Stored items:

· · · · · · ·

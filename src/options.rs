//! Configuration options for parsing and serialization.
//!
//! - [`TablerOptions`]: main configuration struct
//! - [`LonePercent`]: what the parser does with a `%` at the start of a line
//!   that turns out not to be half of a `%%` marker
//!
//! ## Examples
//!
//! ```rust
//! use tabler::{parse_with_options, LonePercent, TablerOptions};
//!
//! let input = b"%rate:5\n";
//!
//! let table = parse_with_options(input, &TablerOptions::new()).unwrap();
//! assert_eq!(table[0].get("%rate"), Some("5"));
//!
//! let table = parse_with_options(input, &TablerOptions::legacy()).unwrap();
//! assert_eq!(table[0].get("rate"), Some("5"));
//! ```

/// Handling of a single `%` at the start of a line.
///
/// A line starting with `%` is first read as the opening of a `%%` marker.
/// When the next character is not `%`, the pending `%` is either kept as
/// ordinary content or discarded.
#[derive(Clone, Copy, Debug, PartialEq, Eq, Default)]
pub enum LonePercent {
    /// Append the `%` to the key or value being read.
    #[default]
    Preserve,
    /// Discard the `%`, matching older readers of the format.
    Drop,
}

/// Configuration options for tabler reading and writing.
///
/// # Examples
///
/// ```rust
/// use tabler::{LonePercent, TablerOptions};
///
/// let options = TablerOptions::new()
///     .with_lone_percent(LonePercent::Drop)
///     .with_sorted_keys(true);
/// assert_eq!(options.lone_percent, LonePercent::Drop);
/// assert!(options.sort_keys);
/// ```
#[derive(Clone, Debug, Default, PartialEq, Eq)]
pub struct TablerOptions {
    pub lone_percent: LonePercent,
    pub sort_keys: bool,
}

impl TablerOptions {
    /// Creates default options: lone `%` preserved, keys written in insertion order.
    #[must_use]
    pub fn new() -> Self {
        Self::default()
    }

    /// Creates options that drop a lone leading `%`, as older readers did.
    #[must_use]
    pub fn legacy() -> Self {
        TablerOptions {
            lone_percent: LonePercent::Drop,
            ..Default::default()
        }
    }

    /// Sets the lone `%` policy used by the parser.
    #[must_use]
    pub fn with_lone_percent(mut self, lone_percent: LonePercent) -> Self {
        self.lone_percent = lone_percent;
        self
    }

    /// Makes the serializer write each record's pairs sorted by key.
    ///
    /// # Examples
    ///
    /// ```rust
    /// use tabler::{serialize_with_options, Record, Table, TablerOptions};
    ///
    /// let record: Record = [("b", "2"), ("a", "1")].into_iter().collect();
    /// let table = Table::from(vec![record]);
    /// let out = serialize_with_options(&table, &TablerOptions::new().with_sorted_keys(true));
    /// assert_eq!(out, b"%%a:\n1\n%%\n%%b:\n2\n%%\n\n");
    /// ```
    #[must_use]
    pub fn with_sorted_keys(mut self, sort_keys: bool) -> Self {
        self.sort_keys = sort_keys;
        self
    }
}
#[cfg(test)]
mod tests {
    use super::*;

    fn scanner_in(state: State) -> Scanner {
        let mut scanner = Scanner::new(LonePercent::Preserve);
        scanner.state = state;
        scanner
    }

    fn parse(input: &str) -> Result<Table, ParseError> {
        parse_str(input, &TablerOptions::new())
    }

    fn parse_legacy(input: &str) -> Result<Table, ParseError> {
        parse_str(input, &TablerOptions::legacy())
    }

    fn record(pairs: &[(&str, &str)]) -> Record {
        pairs.iter().copied().collect()
    }

    fn error_of(input: &str) -> (ErrorKind, usize) {
        let err = parse(input).unwrap_err();
        (err.kind(), err.line())
    }

    // Per-state transitions

    #[test]
    fn test_line_start_transitions() {
        assert_eq!(scanner_in(State::LineStart).transition('%'), Ok(State::Percent));
        assert_eq!(scanner_in(State::LineStart).transition('#'), Ok(State::Comment));
        assert_eq!(
            scanner_in(State::LineStart).transition(':'),
            Err(ErrorKind::ColonAtLineStart)
        );

        let mut scanner = scanner_in(State::LineStart);
        assert_eq!(scanner.transition('k'), Ok(State::Key));
        assert_eq!(scanner.key, "k");
    }

    #[test]
    fn test_blank_line_seals_only_non_empty_records() {
        let mut scanner = scanner_in(State::LineStart);
        assert_eq!(scanner.transition('\n'), Ok(State::LineStart));
        assert!(scanner.table.is_empty());

        scanner.record.insert("a", "b");
        assert_eq!(scanner.transition('\n'), Ok(State::LineStart));
        assert_eq!(scanner.table.len(), 1);
        assert!(scanner.record.is_empty());
    }

    #[test]
    fn test_percent_transitions() {
        assert_eq!(scanner_in(State::Percent).transition('%'), Ok(State::MarkerKey));

        let mut scanner = scanner_in(State::Percent);
        assert_eq!(scanner.transition('x'), Ok(State::Key));
        assert_eq!(scanner.key, "%x");

        let mut scanner = scanner_in(State::Percent);
        assert_eq!(scanner.transition(':'), Ok(State::Value));
        assert_eq!(scanner.key, "%");
    }

    #[test]
    fn test_percent_transitions_when_dropping() {
        let mut scanner = scanner_in(State::Percent);
        scanner.lone_percent = LonePercent::Drop;
        assert_eq!(scanner.transition('x'), Ok(State::Key));
        assert_eq!(scanner.key, "x");

        let mut scanner = scanner_in(State::Percent);
        scanner.lone_percent = LonePercent::Drop;
        assert_eq!(scanner.transition(':'), Err(ErrorKind::ColonAtLineStart));
    }

    #[test]
    fn test_comment_transitions() {
        let mut scanner = scanner_in(State::Comment);
        for ch in "a:%#".chars() {
            assert_eq!(scanner.transition(ch), Ok(State::Comment));
        }
        assert_eq!(scanner.transition('\n'), Ok(State::LineStart));
        assert!(scanner.key.is_empty());
    }

    #[test]
    fn test_key_transitions() {
        let mut scanner = scanner_in(State::Key);
        scanner.key.push('k');
        assert_eq!(scanner.transition('#'), Ok(State::Key));
        assert_eq!(scanner.transition(':'), Ok(State::Value));
        assert_eq!(scanner.key, "k#");

        let mut scanner = scanner_in(State::Key);
        scanner.key.push('k');
        assert_eq!(scanner.transition('\n'), Err(ErrorKind::NoKeyFound));
    }

    #[test]
    fn test_value_transitions() {
        let mut scanner = scanner_in(State::Value);
        scanner.key.push_str("url");
        for ch in " http://x ".chars() {
            assert_eq!(scanner.transition(ch), Ok(State::Value));
        }
        assert_eq!(scanner.transition('\n'), Ok(State::LineStart));
        assert_eq!(scanner.record.get("url"), Some("http://x"));
        assert!(scanner.key.is_empty());
        assert!(scanner.value.is_empty());
    }

    #[test]
    fn test_marker_key_transitions() {
        assert_eq!(
            scanner_in(State::MarkerKey).transition('%'),
            Ok(State::MarkerPercent)
        );
        assert_eq!(
            scanner_in(State::MarkerKey).transition(':'),
            Err(ErrorKind::ColonAtLineStart)
        );

        let mut scanner = scanner_in(State::MarkerKey);
        assert_eq!(scanner.transition('k'), Ok(State::MarkerKey));
        assert_eq!(scanner.transition('%'), Ok(State::MarkerKey));
        assert_eq!(scanner.key, "k%");
        assert_eq!(
            scanner.transition(':'),
            Ok(State::MultiValue {
                at_line_start: false
            })
        );

        let mut scanner = scanner_in(State::MarkerKey);
        scanner.key.push('k');
        assert_eq!(scanner.transition('\n'), Err(ErrorKind::MissingColonForKey));
    }

    #[test]
    fn test_marker_percent_transitions() {
        assert_eq!(
            scanner_in(State::MarkerPercent).transition('%'),
            Err(ErrorKind::DanglingMultilineMarker)
        );

        let mut scanner = scanner_in(State::MarkerPercent);
        scanner.lone_percent = LonePercent::Drop;
        assert_eq!(scanner.transition('k'), Ok(State::MarkerKey));
        assert_eq!(scanner.key, "%k");
    }

    #[test]
    fn test_multi_value_transitions() {
        let mut scanner = scanner_in(State::MultiValue {
            at_line_start: false,
        });
        assert_eq!(
            scanner.transition('%'),
            Ok(State::MultiValue {
                at_line_start: false
            })
        );
        assert_eq!(
            scanner.transition('\n'),
            Ok(State::MultiValue {
                at_line_start: true
            })
        );
        assert_eq!(scanner.transition('\n'), Ok(State::MultiValue { at_line_start: true }));
        scanner.state = State::MultiValue {
            at_line_start: true,
        };
        assert_eq!(scanner.transition('#'), Ok(State::MultiValue { at_line_start: false }));
        assert_eq!(scanner.transition(':'), Ok(State::MultiValue { at_line_start: false }));
        assert_eq!(scanner.value, "%\n\n#:");

        let mut scanner = scanner_in(State::MultiValue {
            at_line_start: true,
        });
        assert_eq!(scanner.transition('%'), Ok(State::MultiPercent));
    }

    #[test]
    fn test_multi_percent_transitions() {
        let mut scanner = scanner_in(State::MultiPercent);
        scanner.key.push('k');
        scanner.value.push_str("\n v \n");
        assert_eq!(scanner.transition('%'), Ok(State::AfterClose));
        assert_eq!(scanner.record.get("k"), Some("v"));

        let mut scanner = scanner_in(State::MultiPercent);
        assert_eq!(
            scanner.transition('\n'),
            Ok(State::MultiValue {
                at_line_start: true
            })
        );
        assert_eq!(scanner.value, "%\n");

        let mut scanner = scanner_in(State::MultiPercent);
        scanner.lone_percent = LonePercent::Drop;
        assert_eq!(
            scanner.transition('x'),
            Ok(State::MultiValue {
                at_line_start: false
            })
        );
        assert_eq!(scanner.value, "x");
    }

    #[test]
    fn test_after_close_transitions() {
        assert_eq!(Scanner::after_close(' '), Ok(State::AfterClose));
        assert_eq!(Scanner::after_close('\t'), Ok(State::AfterClose));
        assert_eq!(Scanner::after_close('\n'), Ok(State::LineStart));
        assert_eq!(
            Scanner::after_close('x'),
            Err(ErrorKind::TextAfterCloseMarker)
        );
    }

    #[test]
    fn test_commit_rejects_empty_key() {
        let mut scanner = scanner_in(State::Value);
        scanner.value.push_str("orphan");
        assert_eq!(scanner.commit(), Err(ErrorKind::EmptyKey));
        assert_eq!(scanner.transition('\n'), Err(ErrorKind::EmptyKey));
    }

    #[test]
    fn test_feed_counts_lines_after_success_only() {
        let mut scanner = Scanner::new(LonePercent::Preserve);
        scanner.feed_str("a:b\n# c\n\n").unwrap();
        assert_eq!(scanner.line, 4);

        let err = scanner.feed_str("k\n").unwrap_err();
        assert_eq!(err, ParseError::new(ErrorKind::NoKeyFound, 4));
    }

    // Whole documents

    #[test]
    fn test_blank_line_separates_records() {
        let table = parse("%%a:\nb\n%%\n\n%%c:\nd\n%%\n").unwrap();
        assert_eq!(
            table,
            Table::from(vec![record(&[("a", "b")]), record(&[("c", "d")])])
        );
    }

    #[test]
    fn test_comment_lines_are_skipped() {
        let table = parse("# comment\n%%a:\nb\n%%\n\n").unwrap();
        assert_eq!(table, Table::from(vec![record(&[("a", "b")])]));
    }

    #[test]
    fn test_two_pairs_in_one_record() {
        let table = parse("%%a:\n1\n%%\n%%b:\n2\n%%\n\n").unwrap();
        assert_eq!(table, Table::from(vec![record(&[("a", "1"), ("b", "2")])]));
    }

    #[test]
    fn test_simple_pairs_and_trimming() {
        let table = parse("name:  Alice \nurl: http://example.com:8080\n\n").unwrap();
        assert_eq!(table.len(), 1);
        assert_eq!(table[0].get("name"), Some("Alice"));
        assert_eq!(table[0].get("url"), Some("http://example.com:8080"));
    }

    #[test]
    fn test_keys_are_not_trimmed() {
        let table = parse(" spaced key :v\n").unwrap();
        assert_eq!(table[0].get(" spaced key "), Some("v"));
    }

    #[test]
    fn test_multiline_value_keeps_inner_newlines() {
        let table = parse("%%k:\nline1\nline2\n%%\n\n").unwrap();
        assert_eq!(table[0].get("k"), Some("line1\nline2"));
    }

    #[test]
    fn test_multiline_value_content_is_verbatim() {
        let input = "%%body:\n# not a comment\n\nkey: value\n%inline\n%%\n";
        let table = parse(input).unwrap();
        assert_eq!(
            table[0].get("body"),
            Some("# not a comment\n\nkey: value\n%inline")
        );
    }

    #[test]
    fn test_value_on_marker_line() {
        let table = parse("%%k: first\nsecond\n%%\n").unwrap();
        assert_eq!(table[0].get("k"), Some("first\nsecond"));
    }

    #[test]
    fn test_empty_multiline_value() {
        let table = parse("%%k:\n%%\n").unwrap();
        assert_eq!(table[0].get("k"), Some(""));
    }

    #[test]
    fn test_repeated_key_last_write_wins() {
        let table = parse("k:1\nk:2\n").unwrap();
        assert_eq!(table[0].len(), 1);
        assert_eq!(table[0].get("k"), Some("2"));
    }

    #[test]
    fn test_extra_blank_lines_add_no_records() {
        let table = parse("\n\n\na:1\n\n\n\nb:2\n\n\n").unwrap();
        assert_eq!(
            table,
            Table::from(vec![record(&[("a", "1")]), record(&[("b", "2")])])
        );
    }

    #[test]
    fn test_empty_input() {
        assert!(parse("").unwrap().is_empty());
        assert!(parse("# only a comment\n").unwrap().is_empty());
    }

    #[test]
    fn test_newline_after_close_is_not_a_blank_line() {
        let table = parse("%%a:\n1\n%%\nb:2\n").unwrap();
        assert_eq!(table.len(), 1);
        assert_eq!(table[0].len(), 2);
    }

    #[test]
    fn test_trailing_whitespace_after_close() {
        let table = parse("%%a:\n1\n%%  \t\n").unwrap();
        assert_eq!(table[0].get("a"), Some("1"));
    }

    #[test]
    fn test_lone_percent_policy() {
        let input = "%off:50\n%%pct:\n%done\n%%\n";

        let table = parse(input).unwrap();
        assert_eq!(table[0].get("%off"), Some("50"));
        assert_eq!(table[0].get("pct"), Some("%done"));

        let table = parse_legacy(input).unwrap();
        assert_eq!(table[0].get("off"), Some("50"));
        assert_eq!(table[0].get("pct"), Some("done"));
    }

    #[test]
    fn test_percent_inside_lines_is_plain_content() {
        let table = parse("rate%:100%\n").unwrap();
        assert_eq!(table[0].get("rate%"), Some("100%"));
    }

    #[test]
    fn test_end_of_input_commits_pending_pair() {
        let table = parse("a:1\n\nb:2").unwrap();
        assert_eq!(table.len(), 2);
        assert_eq!(table[1].get("b"), Some("2"));

        let table = parse("%%c:\nd\n%%").unwrap();
        assert_eq!(table[0].get("c"), Some("d"));
    }

    #[test]
    fn test_error_colon_at_line_start() {
        assert_eq!(error_of(":x\n"), (ErrorKind::ColonAtLineStart, 1));
        assert_eq!(error_of("a:1\n:x\n"), (ErrorKind::ColonAtLineStart, 2));
        assert_eq!(error_of("%%:\nv\n%%\n"), (ErrorKind::ColonAtLineStart, 1));
    }

    #[test]
    fn test_error_missing_colon_for_key() {
        assert_eq!(error_of("%%k\nv\n%%\n"), (ErrorKind::MissingColonForKey, 1));
        assert_eq!(error_of("a:1\n%%k\n"), (ErrorKind::MissingColonForKey, 2));
    }

    #[test]
    fn test_error_dangling_marker() {
        assert_eq!(
            error_of("a:1\n\n%%%%k:\nv\n%%\n"),
            (ErrorKind::DanglingMultilineMarker, 3)
        );
    }

    #[test]
    fn test_error_no_key_found() {
        assert_eq!(error_of("a:1\njunk\n"), (ErrorKind::NoKeyFound, 2));
        assert_eq!(error_of("   \n"), (ErrorKind::NoKeyFound, 1));
        assert_eq!(error_of("%\n"), (ErrorKind::NoKeyFound, 1));
    }

    #[test]
    fn test_error_text_after_close() {
        assert_eq!(
            error_of("%%k:\nv\n%%junk\n"),
            (ErrorKind::TextAfterCloseMarker, 3)
        );
    }

    #[test]
    fn test_end_of_input_drops_unfinished_line() {
        let expected = Table::from(vec![record(&[("a", "1")])]);
        assert_eq!(parse("a:1\ntrailing").unwrap(), expected);
        assert_eq!(parse("a:1\n%").unwrap(), expected);
        assert_eq!(parse_legacy("a:1\n%").unwrap(), expected);
        assert_eq!(parse("a:1\n%%k").unwrap(), expected);
        assert_eq!(parse("a:1\n%%%").unwrap(), expected);
        assert_eq!(parse("a:1\n\n%%k:\nv\n").unwrap(), expected);
        assert_eq!(parse("a:1\n\n%%k:\nv\n%").unwrap(), expected);
    }

    #[test]
    fn test_end_of_input_keeps_unclosed_value_out_of_open_record() {
        let table = parse("a:1\n%%k:\nv\n\nmore\n").unwrap();
        assert_eq!(table, Table::from(vec![record(&[("a", "1")])]));
    }

    #[test]
    fn test_lines_inside_values_and_comments_are_counted() {
        assert_eq!(
            error_of("# c\n%%k:\n1\n2\n%%\n\nbad\n"),
            (ErrorKind::NoKeyFound, 7)
        );
    }

    #[test]
    fn test_invalid_utf8_in_comment_is_discarded() {
        let table = parse_bytes(b"# caf\xe9\nk:v\n", &TablerOptions::new()).unwrap();
        assert_eq!(table, Table::from(vec![record(&[("k", "v")])]));
    }

    #[test]
    fn test_invalid_utf8_reads_as_replacement_character() {
        let table = parse_bytes(b"a:\xff\n", &TablerOptions::new()).unwrap();
        assert_eq!(table[0].get("a"), Some("\u{FFFD}"));

        let err = parse_bytes(b"a:1\n\xff\n", &TablerOptions::new()).unwrap_err();
        assert_eq!(err, ParseError::new(ErrorKind::NoKeyFound, 2));
    }

    #[test]
    fn test_parse_bytes_matches_parse_str() {
        let input = "x:1\n%%y:\n2\n%%\n\nz:3\n";
        assert_eq!(
            parse_bytes(input.as_bytes(), &TablerOptions::new()).unwrap(),
            parse(input).unwrap()
        );
    }
}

· · · · · · ·

> **What is expected**:
The stretch of entries above that starts with the line containing "fn parse(input: &str)" and goes on through the line containing "fn record(pairs: &[(&str, &str)])" is to be transcribed exactly, and no other line is to be transcribed.

> **Result of the task**:
    fn parse(input: &str) -> Result<Table, ParseError> {
        parse_str(input, &TablerOptions::new())
    }

    fn parse_legacy(input: &str) -> Result<Table, ParseError> {
        parse_str(input, &TablerOptions::legacy())
    }

    fn record(pairs: &[(&str, &str)]) -> Record {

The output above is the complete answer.